Eigenarbeit

Nistkästen für Hornissen

Kirchwerder (kb). Die Hornissen (Vespa crabro) haben bei Jäger Dieter Schulz (70) so viel Eindruck hinterlassen, dass er jetzt in seinem gut 350 Hektar umfassenden Revier drei, speziell für die großen Brummer angefertigte Nistkästen aufgehängt hat.

Kurzer Rückblick: Der Vierländer hatte im vergangenen Jahr nach dem ersten Frost in seinem Kanzelhochsitz in den Kirchwerder Wiesen ein sehr großes Hornissennest geborgen und der Schule Zollenspieker als Anschauungsmaterial und für "Forschungszwecke" der Lütten zur Verfügung gestellt. Nachdem er sich weiter über die äußerst nützlichen Insekten schlau gemacht hatte - ein großes Volk kann unter anderem pro Tag bis zu 500 Gramm Fliegen, Mücken und andere Insekten erbeuten - wurde er schnell mit den passionierten Naturschützern Karl-Heinz "Kuddel" Schomann (77) und Gerhard Raschka (64) einig. Sie würden ihm Hornissenkästen bauen.

"Etwa zwei Stunden brauche ich, um den Kasten fertigzustellen", sagt Routinier Schomann. Er hat in den vergangenen drei Jahren fast 230 Nistkästen für die unterschiedlichsten Vogelarten gebaut und in den Vier- und Marschlanden aufgehängt. Dabei ist Arbeitsteilung gefragt. Malermeister Raschka besorgt das unbehandelte Holz und malt den fertigen Kasten mit umweltfreundlicher Lasur an. Schmiedemeister Schomann wechselt das Metier und wird zum Tischler.
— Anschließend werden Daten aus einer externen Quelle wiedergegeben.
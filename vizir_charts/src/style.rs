// Copyright 2025 the VizIR Authors
// SPDX-License-Identifier: Apache-2.0 OR MIT

//! Styling values carried by marks, modifiers and axis marks.
//!
//! These are deliberately small: the renderer owns their interpretation. Strokes use
//! [`kurbo::Stroke`] directly and colors use [`peniko::Color`].

use peniko::Color;

/// A paint for foreground content.
#[derive(Clone, Debug, PartialEq)]
pub enum ShapeStyle {
    /// A solid color.
    Color(Color),
    /// A level of the ambient foreground style.
    Hierarchical(HierarchicalLevel),
    /// The ambient tint (accent) color.
    Tint,
}

/// Levels of the ambient foreground style, from most to least prominent.
#[derive(Clone, Copy, Debug, PartialEq, Eq, Hash)]
pub enum HierarchicalLevel {
    /// Primary content.
    Primary,
    /// Secondary content.
    Secondary,
    /// Tertiary content.
    Tertiary,
    /// Quaternary content.
    Quaternary,
}

/// Corner curvature used by rounded rectangles.
#[derive(Clone, Copy, Debug, Default, PartialEq, Eq, Hash)]
pub enum RoundedCornerStyle {
    /// Quarter-circle corners.
    Circular,
    /// Continuously curved corners.
    #[default]
    Continuous,
}

/// Fill rule and antialiasing for clip shapes.
#[derive(Clone, Copy, Debug, PartialEq, Eq, Hash)]
pub struct FillStyle {
    /// Use the even-odd fill rule instead of non-zero.
    pub eo_fill: bool,
    /// Antialias shape edges.
    pub antialiased: bool,
}

impl Default for FillStyle {
    fn default() -> Self {
        Self {
            eo_fill: false,
            antialiased: true,
        }
    }
}

/// Horizontal alignment.
#[derive(Clone, Copy, Debug, PartialEq, Eq, Hash)]
pub enum HorizontalAlignment {
    /// Leading edge.
    Leading,
    /// Center.
    Center,
    /// Trailing edge.
    Trailing,
}

/// Vertical alignment.
#[derive(Clone, Copy, Debug, PartialEq, Eq, Hash)]
pub enum VerticalAlignment {
    /// Top edge.
    Top,
    /// Center.
    Center,
    /// Bottom edge.
    Bottom,
}

/// A two-dimensional alignment.
#[derive(Clone, Copy, Debug, PartialEq, Eq, Hash)]
pub struct Alignment {
    /// Horizontal component.
    pub horizontal: HorizontalAlignment,
    /// Vertical component.
    pub vertical: VerticalAlignment,
}

impl Alignment {
    /// Centered on both axes.
    pub const CENTER: Self = Self::new(HorizontalAlignment::Center, VerticalAlignment::Center);
    /// Leading edge, vertically centered.
    pub const LEADING: Self = Self::new(HorizontalAlignment::Leading, VerticalAlignment::Center);
    /// Trailing edge, vertically centered.
    pub const TRAILING: Self = Self::new(HorizontalAlignment::Trailing, VerticalAlignment::Center);
    /// Top edge, horizontally centered.
    pub const TOP: Self = Self::new(HorizontalAlignment::Center, VerticalAlignment::Top);
    /// Bottom edge, horizontally centered.
    pub const BOTTOM: Self = Self::new(HorizontalAlignment::Center, VerticalAlignment::Bottom);
    /// Top leading corner.
    pub const TOP_LEADING: Self = Self::new(HorizontalAlignment::Leading, VerticalAlignment::Top);
    /// Top trailing corner.
    pub const TOP_TRAILING: Self = Self::new(HorizontalAlignment::Trailing, VerticalAlignment::Top);
    /// Bottom leading corner.
    pub const BOTTOM_LEADING: Self =
        Self::new(HorizontalAlignment::Leading, VerticalAlignment::Bottom);
    /// Bottom trailing corner.
    pub const BOTTOM_TRAILING: Self =
        Self::new(HorizontalAlignment::Trailing, VerticalAlignment::Bottom);

    /// Creates an alignment from its components.
    pub const fn new(horizontal: HorizontalAlignment, vertical: VerticalAlignment) -> Self {
        Self {
            horizontal,
            vertical,
        }
    }
}

impl Default for Alignment {
    fn default() -> Self {
        Self::CENTER
    }
}

/// Where an annotation (or legend, or axis label) is placed relative to its anchor.
#[derive(Clone, Copy, Debug, Default, PartialEq, Eq, Hash)]
pub enum AnnotationPosition {
    /// Let the chart decide.
    #[default]
    Automatic,
    /// On top of the content.
    Overlay,
    /// Above.
    Top,
    /// Below.
    Bottom,
    /// Before, in reading order.
    Leading,
    /// After, in reading order.
    Trailing,
    /// Above and before.
    TopLeading,
    /// Above and after.
    TopTrailing,
    /// Below and before.
    BottomLeading,
    /// Below and after.
    BottomTrailing,
}

/// Curve interpolation for line and area marks.
#[derive(Clone, Copy, Debug, PartialEq, Eq, Hash)]
pub enum InterpolationMethod {
    /// Cardinal spline.
    Cardinal,
    /// Catmull-Rom spline.
    CatmullRom,
    /// Straight segments.
    Linear,
    /// Monotone cubic.
    Monotone,
    /// Steps centered on each point.
    StepCenter,
    /// Steps ending at each point.
    StepEnd,
    /// Steps starting at each point.
    StepStart,
}

/// The extent of a mark along one dimension.
#[derive(Clone, Copy, Debug, Default, PartialEq)]
pub enum MarkDimension {
    /// Let the chart decide.
    #[default]
    Automatic,
    /// A fixed size in points.
    Fixed(f64),
    /// A fraction of the available step (`0.5` means half).
    Ratio(f64),
    /// The available step minus an inset in points.
    Inset(f64),
}

/// How stacked marks accumulate.
#[derive(Clone, Copy, Debug, PartialEq, Eq, Hash)]
pub enum MarkStackingMethod {
    /// Stack from zero.
    Standard,
    /// Stack and normalize to the unit range.
    Normalized,
    /// Stack around a centered baseline.
    Center,
    /// Do not stack.
    Unstacked,
}

/// Text style for axis marks.
#[derive(Clone, Debug, PartialEq)]
pub enum Font {
    /// A semantic text style.
    Style(TextStyle),
    /// The system font at a size.
    System {
        /// Point size.
        size: f64,
        /// Weight, if not regular.
        weight: Option<FontWeight>,
    },
    /// A named font at a size.
    Custom {
        /// Font family or postscript name.
        name: String,
        /// Point size.
        size: f64,
    },
}

/// Semantic text styles.
#[derive(Clone, Copy, Debug, PartialEq, Eq, Hash)]
#[allow(missing_docs, reason = "names are self-describing")]
pub enum TextStyle {
    LargeTitle,
    Title,
    Title2,
    Title3,
    Headline,
    Subheadline,
    Body,
    Callout,
    Footnote,
    Caption,
    Caption2,
}

/// Font weights.
#[derive(Clone, Copy, Debug, PartialEq, Eq, Hash)]
#[allow(missing_docs, reason = "names are self-describing")]
pub enum FontWeight {
    UltraLight,
    Thin,
    Light,
    Regular,
    Medium,
    Semibold,
    Bold,
    Heavy,
    Black,
}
Den Bauplan fand er im Internet. "Es ist dringend nötig, Kästen aufzuhängen. Es werden so viele alte Bäume gefällt und Knicks auf den Stock gesetzt, teilweise sogar gerodet, dass es für Vögel und auch für Insekten viel weniger Nistmöglichkeiten gibt", hat Raschka beobachtet. Vor kurzem, als die beiden einen Kasten aufhängten, ging es den Meisen gar nicht schnell genug. "Als wir die Leiter einholten, haben die Piepmätze die Wohnung schon inspiziert", sagt Schomann und freut sich über die Akzeptanz.

Die drei Vierländer sind jetzt richtig gespannt, ob sich eine Hornissenkönigin einen Kasten ausguckt. "Wir haben sogar ein paar alte Waben aus dem letzten Jahr reingehängt", sagt Schomann. "Wenn die Kästen angenommen werden, will ich gern noch mehr aufhängen. Das sind tolle Tiere", sagt Schulz und spendiert 100 Euro für die Anglerkasse der beiden Nistkasten-Erbauer.